Records from a dataset:

========================================================================

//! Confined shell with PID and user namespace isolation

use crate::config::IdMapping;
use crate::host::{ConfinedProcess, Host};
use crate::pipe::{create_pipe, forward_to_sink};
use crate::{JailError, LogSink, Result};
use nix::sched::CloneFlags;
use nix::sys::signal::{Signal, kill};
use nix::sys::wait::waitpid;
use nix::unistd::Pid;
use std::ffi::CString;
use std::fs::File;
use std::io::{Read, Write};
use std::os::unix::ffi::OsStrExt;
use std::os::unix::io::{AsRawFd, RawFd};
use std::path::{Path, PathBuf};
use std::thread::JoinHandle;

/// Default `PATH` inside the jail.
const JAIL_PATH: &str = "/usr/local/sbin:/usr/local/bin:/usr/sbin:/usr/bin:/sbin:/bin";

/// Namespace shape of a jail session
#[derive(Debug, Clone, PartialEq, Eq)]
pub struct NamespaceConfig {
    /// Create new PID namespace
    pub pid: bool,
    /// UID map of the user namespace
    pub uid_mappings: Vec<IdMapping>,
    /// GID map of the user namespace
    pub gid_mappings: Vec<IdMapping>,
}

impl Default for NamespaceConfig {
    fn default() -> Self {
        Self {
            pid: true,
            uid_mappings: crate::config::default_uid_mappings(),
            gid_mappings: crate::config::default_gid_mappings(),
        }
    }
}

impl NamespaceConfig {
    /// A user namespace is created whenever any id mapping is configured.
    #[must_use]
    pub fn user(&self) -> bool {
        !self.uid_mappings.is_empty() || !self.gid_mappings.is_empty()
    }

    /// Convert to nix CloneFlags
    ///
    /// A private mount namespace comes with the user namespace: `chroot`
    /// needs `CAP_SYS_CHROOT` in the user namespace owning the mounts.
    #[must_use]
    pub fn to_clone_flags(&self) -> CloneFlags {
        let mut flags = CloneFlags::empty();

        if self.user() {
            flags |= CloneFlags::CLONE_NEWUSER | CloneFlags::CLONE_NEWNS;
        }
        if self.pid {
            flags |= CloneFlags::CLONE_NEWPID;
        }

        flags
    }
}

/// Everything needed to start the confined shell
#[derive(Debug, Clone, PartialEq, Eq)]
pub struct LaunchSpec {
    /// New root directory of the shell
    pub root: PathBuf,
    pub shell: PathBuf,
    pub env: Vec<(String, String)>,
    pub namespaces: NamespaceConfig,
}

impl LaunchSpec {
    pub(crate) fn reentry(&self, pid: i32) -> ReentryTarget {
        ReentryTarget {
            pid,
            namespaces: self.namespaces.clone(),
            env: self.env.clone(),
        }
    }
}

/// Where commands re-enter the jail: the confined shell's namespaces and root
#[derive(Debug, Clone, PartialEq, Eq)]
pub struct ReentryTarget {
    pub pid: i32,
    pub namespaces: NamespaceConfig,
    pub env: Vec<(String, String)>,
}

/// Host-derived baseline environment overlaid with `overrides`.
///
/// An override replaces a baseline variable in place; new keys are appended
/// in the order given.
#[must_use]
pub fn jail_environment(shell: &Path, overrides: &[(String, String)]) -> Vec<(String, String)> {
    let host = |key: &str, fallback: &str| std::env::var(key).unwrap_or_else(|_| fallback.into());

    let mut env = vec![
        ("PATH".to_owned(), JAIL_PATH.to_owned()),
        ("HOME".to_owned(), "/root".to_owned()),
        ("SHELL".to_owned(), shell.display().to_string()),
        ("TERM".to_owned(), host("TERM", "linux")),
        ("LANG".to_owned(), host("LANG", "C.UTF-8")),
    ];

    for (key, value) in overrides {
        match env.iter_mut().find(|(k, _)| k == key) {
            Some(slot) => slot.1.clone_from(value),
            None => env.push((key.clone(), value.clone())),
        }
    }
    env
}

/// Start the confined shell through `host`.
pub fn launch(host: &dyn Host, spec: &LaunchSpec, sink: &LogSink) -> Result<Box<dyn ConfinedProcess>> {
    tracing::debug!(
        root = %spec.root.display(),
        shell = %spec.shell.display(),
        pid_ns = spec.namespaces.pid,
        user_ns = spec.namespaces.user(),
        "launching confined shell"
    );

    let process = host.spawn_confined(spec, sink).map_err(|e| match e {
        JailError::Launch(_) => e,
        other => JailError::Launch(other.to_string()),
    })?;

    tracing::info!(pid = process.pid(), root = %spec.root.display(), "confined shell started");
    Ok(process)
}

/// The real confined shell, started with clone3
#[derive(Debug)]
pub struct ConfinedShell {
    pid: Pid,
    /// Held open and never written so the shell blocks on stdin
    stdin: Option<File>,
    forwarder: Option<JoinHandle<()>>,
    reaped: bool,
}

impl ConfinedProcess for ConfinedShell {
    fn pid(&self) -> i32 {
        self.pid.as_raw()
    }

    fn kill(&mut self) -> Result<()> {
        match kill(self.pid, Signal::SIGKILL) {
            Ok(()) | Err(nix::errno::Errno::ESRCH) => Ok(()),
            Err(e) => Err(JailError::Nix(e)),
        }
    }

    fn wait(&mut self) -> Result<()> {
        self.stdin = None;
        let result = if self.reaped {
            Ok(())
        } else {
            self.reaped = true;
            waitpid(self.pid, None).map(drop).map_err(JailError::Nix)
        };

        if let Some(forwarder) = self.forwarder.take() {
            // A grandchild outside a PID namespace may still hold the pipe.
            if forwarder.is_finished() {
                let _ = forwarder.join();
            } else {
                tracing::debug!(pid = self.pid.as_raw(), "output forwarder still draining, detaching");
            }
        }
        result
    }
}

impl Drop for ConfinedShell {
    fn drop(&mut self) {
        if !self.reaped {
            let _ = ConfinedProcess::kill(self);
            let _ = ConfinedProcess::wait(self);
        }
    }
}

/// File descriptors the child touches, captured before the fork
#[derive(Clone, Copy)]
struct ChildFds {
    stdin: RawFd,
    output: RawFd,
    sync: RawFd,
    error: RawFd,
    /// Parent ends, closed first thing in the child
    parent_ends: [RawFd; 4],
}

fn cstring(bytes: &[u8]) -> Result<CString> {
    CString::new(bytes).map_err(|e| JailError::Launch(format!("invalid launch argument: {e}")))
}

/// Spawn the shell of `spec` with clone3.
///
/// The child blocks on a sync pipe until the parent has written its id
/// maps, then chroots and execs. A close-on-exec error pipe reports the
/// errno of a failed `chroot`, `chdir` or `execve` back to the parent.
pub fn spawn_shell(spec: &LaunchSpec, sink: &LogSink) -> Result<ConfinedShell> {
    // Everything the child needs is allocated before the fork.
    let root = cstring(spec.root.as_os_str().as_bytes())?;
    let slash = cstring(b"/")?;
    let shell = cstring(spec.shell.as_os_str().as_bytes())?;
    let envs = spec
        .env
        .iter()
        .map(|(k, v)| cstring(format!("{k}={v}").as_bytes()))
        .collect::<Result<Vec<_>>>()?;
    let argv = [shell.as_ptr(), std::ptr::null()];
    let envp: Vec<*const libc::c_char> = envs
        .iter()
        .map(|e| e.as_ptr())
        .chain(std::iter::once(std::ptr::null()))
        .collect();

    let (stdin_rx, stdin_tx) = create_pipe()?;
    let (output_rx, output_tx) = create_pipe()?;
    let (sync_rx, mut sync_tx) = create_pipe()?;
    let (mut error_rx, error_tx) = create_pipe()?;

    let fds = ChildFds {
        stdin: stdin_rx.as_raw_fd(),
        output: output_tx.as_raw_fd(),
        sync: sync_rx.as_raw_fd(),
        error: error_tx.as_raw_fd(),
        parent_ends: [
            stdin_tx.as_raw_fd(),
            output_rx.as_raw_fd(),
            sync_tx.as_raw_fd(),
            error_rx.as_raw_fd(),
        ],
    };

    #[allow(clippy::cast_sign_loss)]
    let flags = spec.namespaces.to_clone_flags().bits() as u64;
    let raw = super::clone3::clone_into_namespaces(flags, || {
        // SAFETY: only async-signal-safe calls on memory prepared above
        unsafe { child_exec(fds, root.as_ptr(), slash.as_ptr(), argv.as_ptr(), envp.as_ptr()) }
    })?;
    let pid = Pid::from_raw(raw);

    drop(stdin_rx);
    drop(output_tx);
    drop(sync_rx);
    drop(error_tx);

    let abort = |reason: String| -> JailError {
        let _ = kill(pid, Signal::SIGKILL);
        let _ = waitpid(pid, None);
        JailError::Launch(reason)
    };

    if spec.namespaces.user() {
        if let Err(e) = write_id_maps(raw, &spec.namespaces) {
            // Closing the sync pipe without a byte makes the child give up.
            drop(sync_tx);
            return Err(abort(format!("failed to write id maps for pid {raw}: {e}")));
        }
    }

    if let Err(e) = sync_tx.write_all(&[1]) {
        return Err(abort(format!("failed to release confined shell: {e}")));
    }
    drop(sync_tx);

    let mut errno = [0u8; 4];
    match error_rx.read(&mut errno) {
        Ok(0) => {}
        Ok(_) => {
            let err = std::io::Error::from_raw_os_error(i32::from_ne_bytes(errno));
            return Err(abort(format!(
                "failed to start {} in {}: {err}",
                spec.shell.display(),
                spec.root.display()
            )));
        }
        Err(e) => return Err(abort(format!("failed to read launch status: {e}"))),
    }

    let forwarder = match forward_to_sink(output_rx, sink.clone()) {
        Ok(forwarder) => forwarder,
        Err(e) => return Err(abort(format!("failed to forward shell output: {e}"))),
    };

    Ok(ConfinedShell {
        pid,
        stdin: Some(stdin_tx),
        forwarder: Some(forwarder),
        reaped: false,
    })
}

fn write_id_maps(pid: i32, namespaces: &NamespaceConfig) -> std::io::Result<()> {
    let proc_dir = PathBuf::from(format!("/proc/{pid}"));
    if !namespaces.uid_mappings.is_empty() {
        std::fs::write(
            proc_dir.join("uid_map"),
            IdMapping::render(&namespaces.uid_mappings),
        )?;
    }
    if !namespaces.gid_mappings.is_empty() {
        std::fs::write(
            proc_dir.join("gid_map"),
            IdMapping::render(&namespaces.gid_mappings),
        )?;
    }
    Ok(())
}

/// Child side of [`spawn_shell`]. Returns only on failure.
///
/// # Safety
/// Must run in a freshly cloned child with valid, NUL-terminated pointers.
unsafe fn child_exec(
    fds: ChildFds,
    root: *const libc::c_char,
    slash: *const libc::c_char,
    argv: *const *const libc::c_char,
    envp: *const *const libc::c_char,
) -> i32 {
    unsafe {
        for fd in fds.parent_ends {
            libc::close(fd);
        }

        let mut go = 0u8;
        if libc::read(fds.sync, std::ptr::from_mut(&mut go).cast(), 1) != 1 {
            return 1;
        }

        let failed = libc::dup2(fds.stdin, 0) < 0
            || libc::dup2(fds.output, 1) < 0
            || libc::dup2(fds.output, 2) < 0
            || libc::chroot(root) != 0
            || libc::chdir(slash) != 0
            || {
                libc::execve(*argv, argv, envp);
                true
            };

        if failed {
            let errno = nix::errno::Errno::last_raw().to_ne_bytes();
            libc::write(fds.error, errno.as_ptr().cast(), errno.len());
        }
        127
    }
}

========================================================================

> _Aim of the task_: Scan the lines above for "use nix::sched::CloneFlags;" and for "inside the jail.". Repeat exactly the line holding each of them and every line in between.

> _Solution to this problem_:
use nix::sched::CloneFlags;
use nix::sys::signal::{Signal, kill};
use nix::sys::wait::waitpid;
use nix::unistd::Pid;
use std::ffi::CString;
use std::fs::File;
use std::io::{Read, Write};
use std::os::unix::ffi::OsStrExt;
use std::os::unix::io::{AsRawFd, RawFd};
use std::path::{Path, PathBuf};
use std::thread::JoinHandle;

/// Default `PATH` inside the jail.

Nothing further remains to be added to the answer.